SPIDER 3D

 

GENERE: Thriller

ANNO: 2013

REGIA: Tibor Takács

SCENEGGIATURA: Joseph Farrugia

ATTORI: Christa Campbell, Patrick Muldoon, William Hope, Shelly Varod, Jon Mack, Sydney Sweeney, Zlateto Keremedchieva, Sarah Brown, Christian Contreras

FOTOGRAFIA: Lorenzo Senatore

MONTAGGIO: Joe Plenys

MUSICHE: Joseph Conlan

PRODUZIONE: Nu Image Films

DISTRIBUZIONE: M2 Pictures

PAESE: USA

DURATA: 89 Min

FORMATO: 3D

TRAMA :In seguito a un incidente occorso in una base russa, un gruppo di ragni mutanti invadono i tunnel della metropolitana di New York. Cresciute in maniera spropositata nell’arco di breve tempo, le gigantesche e mostruose creature a otto zampe seminano il panico per tutta la città, minacciando di devastare tutto ciò che incontrano e di mettere in pericolo la sopravvivenza dell’intera popolazione.
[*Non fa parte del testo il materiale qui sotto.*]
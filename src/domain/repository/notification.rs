use std::error::Error as StdError;

use snafu::prelude::*;

use crate::domain::entity::notification::{NotificationMessage, TryNewNotificationMessageError};
use crate::domain::entity::TimerPhase;

/// An abstract interface for accessing completion notifications.
#[cfg_attr(test, mockall::automock)]
#[async_trait::async_trait]
pub trait NotificationRepository: Send + Sync + 'static {
    /// Get the message shown when `phase` completes.
    ///
    /// # Errors
    ///
    /// This function will return an error if failed to get the message.
    async fn completion_notification(
        &self,
        phase: TimerPhase,
    ) -> Result<NotificationMessage, GetNotificationError>;
}

/// An error type of accessing the repository of [`NotificationMessage`]s.
#[derive(Debug, Snafu)]
#[non_exhaustive]
#[snafu(visibility(pub(crate)))]
pub enum GetNotificationError {
    #[snafu(display("Could not create an invalid notification"))]
    #[non_exhaustive]
    Invalid {
        source: TryNewNotificationMessageError,
    },
    #[snafu(whatever, display("Load notification failed: {message}"))]
    #[non_exhaustive]
    Unknown {
        message: String,
        #[snafu(source(from(Box<dyn StdError + Send + Sync>, Some)))]
        source: Option<Box<dyn StdError + Send + Sync>>,
    },
}

#[cfg(test)]
mod tests {
    use super::*;

    #[tokio::test]
    async fn notification_repository_get() {
        let mock = init_mock();
        assert_eq!(
            mock.completion_notification(TimerPhase::Work).await.unwrap(),
            NotificationMessage::try_new("summary".into(), Some("body".into())).unwrap()
        );
        assert!(mock
            .completion_notification(TimerPhase::LongBreak)
            .await
            .is_err());
    }

    fn init_mock() -> MockNotificationRepository {
        let mut mock = MockNotificationRepository::new();
        mock.expect_completion_notification()
            .withf(|phase| *phase == TimerPhase::Work)
            .returning(|_| {
                Ok(NotificationMessage::try_new("summary".into(), Some("body".into())).unwrap())
            });
        mock.expect_completion_notification()
            .returning(|_| whatever!("missing"));
        mock
    }
}
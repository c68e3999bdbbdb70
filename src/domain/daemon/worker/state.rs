use tokio::time::{Duration, Instant, Interval};

use crate::domain::daemon::worker::handle::{Command, Request};
use crate::domain::daemon::worker::routine::WorkerContext;
use crate::domain::entity::{CompletedSession, TimerPhase, TimerState};

#[derive(Debug)]
#[repr(transparent)]
pub struct WorkerState {
    inner: Option<WorkerStateInner>,
}

impl WorkerState {
    /// Creates a new [`WorkerState`] idle like `initial`.
    pub fn new(initial: TimerState) -> Self {
        Self {
            inner: Some(
                IdleState {
                    phase: initial.phase(),
                    total: initial.total_millis(),
                }
                .into(),
            ),
        }
    }

    /// Do the business logic based on its inner state.
    pub async fn run(&mut self, context: &mut WorkerContext) {
        self.inner = match self.inner.take() {
            Some(inner) => Some(inner.run(context).await),
            None => unreachable!("`WorkerState`'s inner should not be `None`"),
        };
    }

    /// Returns `true` if is stopped of this [`WorkerState`].
    pub fn is_stopped(&self) -> bool {
        matches!(self.inner, Some(WorkerStateInner::Stopped(_)))
    }
}

#[enum_dispatch::enum_dispatch]
trait StateRun {
    /// Wait for the next event and settle on the following state.
    async fn run(self, context: &mut WorkerContext) -> WorkerStateInner;

    /// The externally visible form of this state.
    fn snapshot(&self) -> TimerState;
}

/// Actual implementation of running state of [`WorkerRoutine`].
#[derive(Debug)]
#[enum_dispatch::enum_dispatch(StateRun)]
enum WorkerStateInner {
    Idle(IdleState),
    Running(RunningState),
    Paused(PausedState),
    Completed(CompletedState),
    Stopped(StoppedState),
}

/// Apply one request and answer with the settled state.
fn settle<S, F>(
    state: S,
    request: Request,
    context: &mut WorkerContext,
    handle: F,
) -> WorkerStateInner
where
    F: FnOnce(S, Command, &mut WorkerContext) -> WorkerStateInner,
{
    let Request { command, responder } = request;
    tracing::debug!(?command, "Received command");
    let next = handle(state, command, context);
    let _ = responder.send(next.snapshot());
    next
}

/// Go idle in `phase`, with a fresh total from the settings unless `custom`
/// is given.
fn enter_idle(
    context: &mut WorkerContext,
    phase: TimerPhase,
    custom: Option<Duration>,
) -> WorkerStateInner {
    let total = context.total_millis(phase, custom);
    let state = IdleState { phase, total };
    context.publisher.publish(state.snapshot());
    state.into()
}

/// Begin a countdown loop. The first tick fires one interval from now.
fn enter_running(
    context: &mut WorkerContext,
    phase: TimerPhase,
    remaining: u64,
    total: u64,
) -> WorkerStateInner {
    let timer = tokio::time::interval_at(Instant::now() + context.tick, context.tick);
    let state = RunningState {
        phase,
        remaining,
        total,
        timer,
    };
    context.publisher.publish(state.snapshot());
    tracing::info!(%phase, remaining, "Countdown running");
    state.into()
}

/// A state which indicates that a fresh cycle waits to be started.
#[derive(Debug)]
struct IdleState {
    phase: TimerPhase,
    total: u64,
}

impl StateRun for IdleState {
    async fn run(self, context: &mut WorkerContext) -> WorkerStateInner {
        match context.requests.recv().await {
            Some(request) => settle(self, request, context, Self::handle),
            None => StoppedState::from(self.snapshot()).into(),
        }
    }

    fn snapshot(&self) -> TimerState {
        TimerState::idle(self.phase, self.total)
    }
}

impl IdleState {
    fn handle(self, command: Command, context: &mut WorkerContext) -> WorkerStateInner {
        match command {
            Command::Start => enter_running(context, self.phase, self.total, self.total),
            Command::Pause | Command::Query => self.into(),
            Command::Reset => enter_idle(context, self.phase, None),
            Command::SetPhase { phase, duration } => enter_idle(context, phase, duration),
            Command::ApplySettings { settings } => {
                context.settings = settings;
                enter_idle(context, self.phase, None)
            }
        }
    }
}

/// A state which indicates that the countdown is running, with a timer
/// working internally. Dropping this state drops the timer, so a cancelled
/// loop can never tick again.
#[derive(Debug)]
struct RunningState {
    phase: TimerPhase,
    remaining: u64,
    total: u64,
    timer: Interval,
}

impl StateRun for RunningState {
    async fn run(mut self, context: &mut WorkerContext) -> WorkerStateInner {
        tokio::select! {
            biased;
            request = context.requests.recv() => match request {
                Some(request) => settle(self, request, context, Self::handle),
                None => StoppedState::from(self.snapshot()).into(),
            },
            _ = self.timer.tick() => self.handle_tick(context),
        }
    }

    fn snapshot(&self) -> TimerState {
        TimerState::running(self.phase, self.remaining, self.total)
    }
}

impl RunningState {
    fn handle(self, command: Command, context: &mut WorkerContext) -> WorkerStateInner {
        match command {
            Command::Start | Command::Query => self.into(),
            Command::Pause => {
                let state = PausedState {
                    phase: self.phase,
                    remaining: self.remaining,
                    total: self.total,
                };
                context.publisher.publish(state.snapshot());
                tracing::info!(phase = %self.phase, remaining = self.remaining, "Countdown paused");
                state.into()
            }
            Command::Reset => enter_idle(context, self.phase, None),
            Command::SetPhase { phase, duration } => enter_idle(context, phase, duration),
            Command::ApplySettings { settings } => {
                context.settings = settings;
                self.into()
            }
        }
    }

    fn handle_tick(mut self, context: &mut WorkerContext) -> WorkerStateInner {
        self.remaining = self.remaining.saturating_sub(context.tick_millis());
        if self.remaining > 0 {
            context.publisher.publish(self.snapshot());
            return self.into();
        }

        let state = CompletedState {
            phase: self.phase,
            total: self.total,
        };
        context.publisher.publish(state.snapshot());
        context.publisher.complete(CompletedSession {
            phase: self.phase,
            duration_millis: self.total,
        });
        tracing::info!(phase = %self.phase, "Countdown completed");
        state.into()
    }
}

/// A state which indicates that the countdown is suspended. The remaining
/// time is frozen at the last processed tick.
#[derive(Debug)]
struct PausedState {
    phase: TimerPhase,
    remaining: u64,
    total: u64,
}

impl StateRun for PausedState {
    async fn run(self, context: &mut WorkerContext) -> WorkerStateInner {
        match context.requests.recv().await {
            Some(request) => settle(self, request, context, Self::handle),
            None => StoppedState::from(self.snapshot()).into(),
        }
    }

    fn snapshot(&self) -> TimerState {
        TimerState::paused(self.phase, self.remaining, self.total)
    }
}

impl PausedState {
    fn handle(self, command: Command, context: &mut WorkerContext) -> WorkerStateInner {
        match command {
            Command::Start => enter_running(context, self.phase, self.remaining, self.total),
            Command::Pause | Command::Query => self.into(),
            Command::Reset => enter_idle(context, self.phase, None),
            Command::SetPhase { phase, duration } => enter_idle(context, phase, duration),
            Command::ApplySettings { settings } => {
                context.settings = settings;
                self.into()
            }
        }
    }
}

/// A state which indicates that the countdown reached zero.
#[derive(Debug)]
struct CompletedState {
    phase: TimerPhase,
    total: u64,
}

impl StateRun for CompletedState {
    async fn run(self, context: &mut WorkerContext) -> WorkerStateInner {
        match context.requests.recv().await {
            Some(request) => settle(self, request, context, Self::handle),
            None => StoppedState::from(self.snapshot()).into(),
        }
    }

    fn snapshot(&self) -> TimerState {
        TimerState::completed(self.phase, self.total)
    }
}

impl CompletedState {
    fn handle(self, command: Command, context: &mut WorkerContext) -> WorkerStateInner {
        match command {
            Command::Start => {
                let total = context.total_millis(self.phase, None);
                context.publisher.publish(TimerState::idle(self.phase, total));
                enter_running(context, self.phase, total, total)
            }
            Command::Pause | Command::Query => self.into(),
            Command::Reset => enter_idle(context, self.phase, None),
            Command::SetPhase { phase, duration } => enter_idle(context, phase, duration),
            Command::ApplySettings { settings } => {
                context.settings = settings;
                self.into()
            }
        }
    }
}

/// A state which indicates that every [`WorkerHandle`] is gone and the
/// [`WorkerRoutine`] should stop running.
#[derive(Debug)]
struct StoppedState {
    last: TimerState,
}

impl From<TimerState> for StoppedState {
    fn from(last: TimerState) -> Self {
        Self { last }
    }
}

impl StateRun for StoppedState {
    async fn run(self, _context: &mut WorkerContext) -> WorkerStateInner {
        self.into()
    }

    fn snapshot(&self) -> TimerState {
        self.last
    }
}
Toccherà a Jason, un funzionario della metropolitana (in crisi con la moglie Rachel), provare ad evitare che la Regina dei ragni raggiunga le sue uova per salvare in primo luogo la vita della propria figlia.

Che dire di questo film, la trama è esageratamente banale, gli attori umani fanno solo da contorno (e a volte non solo in senso lato ma anche culinario) ad una spider-story con tanto di mutazioni e manipolazioni genetiche incredibili da parte della difesa militare.

Ma cominciamo dall’inizio: l’incipit è un deja vu di tutto rispetto, sembra di essere tornati ai tempi di Alien in cui l’esercito pensava di poter utilizzare l’alieno come arma invincibile e impropria, poi proseguendo nella storia ho riscontrato analogie anche con Godzilla per la dimensione dei ragni alieni e per le loro prodezze in giro per la città.

L’eroe senza macchia e senza paura poi, alla fine si arma addirittura di un treno per sconfiggere la temibile creatura; il tutto condito da disastri, eccidi umani e non, effetti speciali a profusione urla di terrore e quant’altro.

Film del genere horror più che fantascienza, adatto per passare 2ore senza pretese di trama, metafore o allegorie intellettuali, insomma l’unico pregio di questo film è la visione 3d.

Veterano del genere, il regista Tibor Takács ha un curriculum di tutti rispetto tra ratti, serpenti, kraken, zanzare antropomorfe e anche una tela di ragni ipertrofici (Ice Spiders – Terrore sulla neve). Qui sembra innescare il pilota automatico lasciando che una premessa senza futuro si sviluppi in un’invasione aliena senza uno sprazzo di divertimento. Film penalizzato da un budget piuttosto ristretto che purtroppo taglia i fondi agli effetti speciali qui molto sottodimensionati, tra l’altro la storia prevede un grottesco tentativo di guerra fredda, con un colonnello americano intento a carpire il segreto di questa improbabile arma biologica ma ingestibile, e il tutto appare quantomeno anacronistico.

Questo film manca di autoironia e di tensione, per cui risulta una pietanza insipida e allo stesso tempo piuttosto indigesta da digerire, e per lo spettatore è quasi impossibile farsi intrappolare nella sua ragnatela.